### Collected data
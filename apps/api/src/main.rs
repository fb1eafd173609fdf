use std::net::SocketAddr;
use std::sync::Arc;

use dotenv::dotenv;
use tokio::net::TcpListener;
use tower_http::cors::{Any, CorsLayer};
use tower_http::trace::{self, TraceLayer};
use tracing::{info, Level};
use tracing_subscriber::{layer::SubscriberExt, util::SubscriberInitExt};

mod router;

use shared_config::AppConfig;

#[tokio::main]
async fn main() {
    // Loading Env Vars
    dotenv().ok();

    // Initialize tracing
    tracing_subscriber::registry()
        .with(tracing_subscriber::EnvFilter::new(
            std::env::var("RUST_LOG").unwrap_or_else(|_| "info,tower_http=debug".into()),
        ))
        .with(tracing_subscriber::fmt::layer())
        .init();

    info!("Starting XCare front-desk API server");

    // Load configuration
    let config = AppConfig::from_env();
    let port = config.port;

    // Set up CORS
    let cors = CorsLayer::new()
        .allow_origin(Any)
        .allow_methods(Any)
        .allow_headers(Any);

    // Create shared state
    let state = Arc::new(config);

    // Build the application router
    let app = router::create_router(state)
        .layer(
            TraceLayer::new_for_http()
                .make_span_with(trace::DefaultMakeSpan::new().level(Level::INFO))
                .on_response(trace::DefaultOnResponse::new().level(Level::INFO)),
        )
        .layer(cors);

    // Run the server
    let addr = SocketAddr::from(([0, 0, 0, 0], port));
    info!("Listening on {}", addr);

    let listener = TcpListener::bind(addr).await.unwrap();
    axum::serve(listener, app).await.unwrap();
}
use std::sync::Arc;

use base64::{engine::general_purpose, Engine as _};
use chrono::{Duration, Utc};
use hmac::{Hmac, Mac};
use serde_json::json;
use sha2::Sha256;
use uuid::Uuid;

use shared_config::AppConfig;
use shared_models::auth::User;

pub struct TestConfig {
    pub jwt_secret: String,
    pub supabase_url: String,
    pub supabase_anon_key: String,
    pub clinic_code: String,
}

impl Default for TestConfig {
    fn default() -> Self {
        Self {
            jwt_secret: "test-secret-key-for-jwt-validation-must-be-long-enough".to_string(),
            supabase_url: "http://localhost:54321".to_string(),
            supabase_anon_key: "test-anon-key".to_string(),
            clinic_code: "XCARE".to_string(),
        }
    }
}

impl TestConfig {
    pub fn with_base_url(base_url: &str) -> Self {
        Self {
            supabase_url: base_url.to_string(),
            ..Self::default()
        }
    }

    pub fn to_app_config(&self) -> AppConfig {
        AppConfig {
            supabase_url: self.supabase_url.clone(),
            supabase_anon_key: self.supabase_anon_key.clone(),
            supabase_jwt_secret: self.jwt_secret.clone(),
            clinic_code: self.clinic_code.clone(),
            port: 3000,
        }
    }

    pub fn to_arc(&self) -> Arc<AppConfig> {
        Arc::new(self.to_app_config())
    }
}

pub struct TestUser {
    pub id: String,
    pub email: String,
    pub role: String,
}

impl Default for TestUser {
    fn default() -> Self {
        Self {
            id: Uuid::new_v4().to_string(),
            email: "staff@example.com".to_string(),
            role: "staff".to_string(),
        }
    }
}

impl TestUser {
    pub fn new(email: &str, role: &str) -> Self {
        Self {
            id: Uuid::new_v4().to_string(),
            email: email.to_string(),
            role: role.to_string(),
        }
    }

    pub fn staff(email: &str) -> Self {
        Self::new(email, "staff")
    }

    pub fn admin(email: &str) -> Self {
        Self::new(email, "admin")
    }

    pub fn to_user(&self) -> User {
        User {
            id: self.id.clone(),
            email: Some(self.email.clone()),
            role: Some(self.role.clone()),
            metadata: None,
            created_at: Some(Utc::now()),
        }
    }
}

pub struct JwtTestUtils;

impl JwtTestUtils {
    pub fn create_test_token(user: &TestUser, secret: &str, exp_hours: Option<i64>) -> String {
        let now = Utc::now();
        let exp = now + Duration::hours(exp_hours.unwrap_or(24));

        let header = json!({
            "alg": "HS256",
            "typ": "JWT"
        });

        let payload = json!({
            "sub": user.id,
            "email": user.email,
            "role": user.role,
            "iat": now.timestamp(),
            "exp": exp.timestamp()
        });

        let header_encoded = general_purpose::URL_SAFE_NO_PAD.encode(header.to_string());
        let payload_encoded = general_purpose::URL_SAFE_NO_PAD.encode(payload.to_string());

        let signing_input = format!("{}.{}", header_encoded, payload_encoded);

        let mut mac = Hmac::<Sha256>::new_from_slice(secret.as_bytes())
            .expect("HMAC can take key of any size");
        mac.update(signing_input.as_bytes());
        let signature = mac.finalize().into_bytes();
        let signature_encoded = general_purpose::URL_SAFE_NO_PAD.encode(signature);

        format!("{}.{}", signing_input, signature_encoded)
    }

    pub fn create_expired_token(user: &TestUser, secret: &str) -> String {
        Self::create_test_token(user, secret, Some(-1))
    }

    pub fn create_invalid_signature_token(user: &TestUser) -> String {
        Self::create_test_token(user, "wrong-secret", Some(24))
    }

    pub fn create_malformed_token() -> String {
        "invalid.token.format".to_string()
    }
}

/// Canned PostgREST rows for mocking the storage backend in tests.
pub struct MockPostgrestResponses;

impl MockPostgrestResponses {
    pub fn visit_response(uid: &str, token_number: i32, visit_status: &str) -> serde_json::Value {
        json!({
            "id": Uuid::new_v4(),
            "uid": uid,
            "token_number": token_number,
            "visit_date": "2025-06-02",
            "patient_name": "Test Patient",
            "age": 34,
            "phone": "0851234567",
            "email": "patient@example.com",
            "gender": "female",
            "address": null,
            "reason": "General checkup",
            "symptoms": null,
            "medical_history": null,
            "allergies": null,
            "medications": null,
            "emergency_contact": null,
            "payment_method": "clinic",
            "payment_status": "pending",
            "payment_id": null,
            "payment_amount": 500.0,
            "visit_status": visit_status,
            "queue_position": token_number,
            "estimated_time": format!("{} minutes", token_number * 15),
            "arrived_at": null,
            "consultation_start_time": null,
            "consultation_end_time": null,
            "completed_at": null,
            "cancelled_at": null,
            "notes": null,
            "diagnosis": null,
            "treatment_plan": null,
            "follow_up_date": null,
            "follow_up_instructions": null,
            "prescription_id": null,
            "prescription_url": null,
            "prescription_notes": null,
            "doctor_rating": null,
            "feedback": null,
            "created_at": "2025-06-02T08:30:00Z",
            "updated_at": "2025-06-02T08:30:00Z"
        })
    }

    pub fn settings_response() -> serde_json::Value {
        json!({
            "id": Uuid::new_v4(),
            "clinic_name": "XCare Family Clinic",
            "clinic_address": "12 Harbour Road",
            "clinic_phone": "015550123",
            "clinic_email": "desk@xcare.example",
            "logo_url": null,
            "doctor_name": "Dr. R. Menon",
            "doctor_qualifications": "MBBS, MD",
            "doctor_specialization": "General Practice",
            "doctor_photo_url": null,
            "morning_shift": "9:00 AM - 1:00 PM",
            "evening_shift": "5:00 PM - 9:00 PM",
            "consultation_fee": 500.0,
            "average_consultation_time": 15,
            "online_payment_enabled": true,
            "clinic_payment_enabled": true,
            "max_tokens_per_day": 100,
            "operating_days": ["mon", "tue", "wed", "thu", "fri", "sat"],
            "holiday_dates": [],
            "updated_at": "2025-06-01T00:00:00Z"
        })
    }

    pub fn queue_summary_response(date: &str) -> serde_json::Value {
        json!({
            "id": Uuid::new_v4(),
            "summary_date": date,
            "total_appointments": 5,
            "total_waiting": 2,
            "total_completed": 2,
            "total_cancelled": 1,
            "current_token": 3,
            "estimated_wait_time": 30,
            "total_revenue": 1000.0,
            "updated_at": "2025-06-02T12:00:00Z"
        })
    }

    pub fn prescription_response(visit_id: &str) -> serde_json::Value {
        json!({
            "id": Uuid::new_v4(),
            "visit_id": visit_id,
            "medication_text": "Paracetamol 500mg, twice daily for 3 days",
            "file_url": null,
            "notes": "Plenty of fluids",
            "issued_at": "2025-06-02T11:45:00Z",
            "created_at": "2025-06-02T11:45:00Z",
            "updated_at": "2025-06-02T11:45:00Z"
        })
    }

    pub fn error_response(message: &str, code: &str) -> serde_json::Value {
        json!({
            "message": message,
            "code": code
        })
    }
}
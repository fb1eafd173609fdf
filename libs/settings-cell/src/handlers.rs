use std::sync::Arc;

use axum::{
    extract::{Extension, State},
    Json,
};
use axum_extra::TypedHeader;
use headers::{authorization::Bearer, Authorization};
use serde_json::{json, Value};
use tracing::info;

use realtime_cell::{ChangeEvent, ChangeFeed, ChangeKind};
use shared_config::AppConfig;
use shared_models::auth::User;
use shared_models::error::AppError;

use crate::models::{SettingsError, UpdateClinicSettingsRequest};
use crate::services::settings::SettingsService;

/// Public clinic info for the booking and home pages.
#[axum::debug_handler]
pub async fn get_settings(
    State(config): State<Arc<AppConfig>>,
) -> Result<Json<Value>, AppError> {
    let service = SettingsService::new(&config);

    let settings = service
        .get_settings(None)
        .await
        .map_err(|e| AppError::Internal(e.to_string()))?;

    Ok(Json(json!(settings)))
}

#[axum::debug_handler]
pub async fn update_settings(
    State(config): State<Arc<AppConfig>>,
    TypedHeader(auth): TypedHeader<Authorization<Bearer>>,
    Extension(user): Extension<User>,
    Extension(feed): Extension<Arc<ChangeFeed>>,
    Json(request): Json<UpdateClinicSettingsRequest>,
) -> Result<Json<Value>, AppError> {
    info!("Settings update by staff user {}", user.id);

    let service = SettingsService::new(&config);

    let settings = service
        .update_settings(request, auth.token())
        .await
        .map_err(|e| match e {
            SettingsError::ValidationError(msg) => AppError::ValidationError(msg),
            SettingsError::DatabaseError(msg) => AppError::Database(msg),
        })?;

    feed.publish(ChangeEvent::new("clinic_settings", ChangeKind::Update));

    Ok(Json(json!(settings)))
}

### Directions for this task
Copy all lines from the data above that contain the word "port".

### Exercise solution
    let port = config.port;
    let addr = SocketAddr::from(([0, 0, 0, 0], port));
            port: 3000,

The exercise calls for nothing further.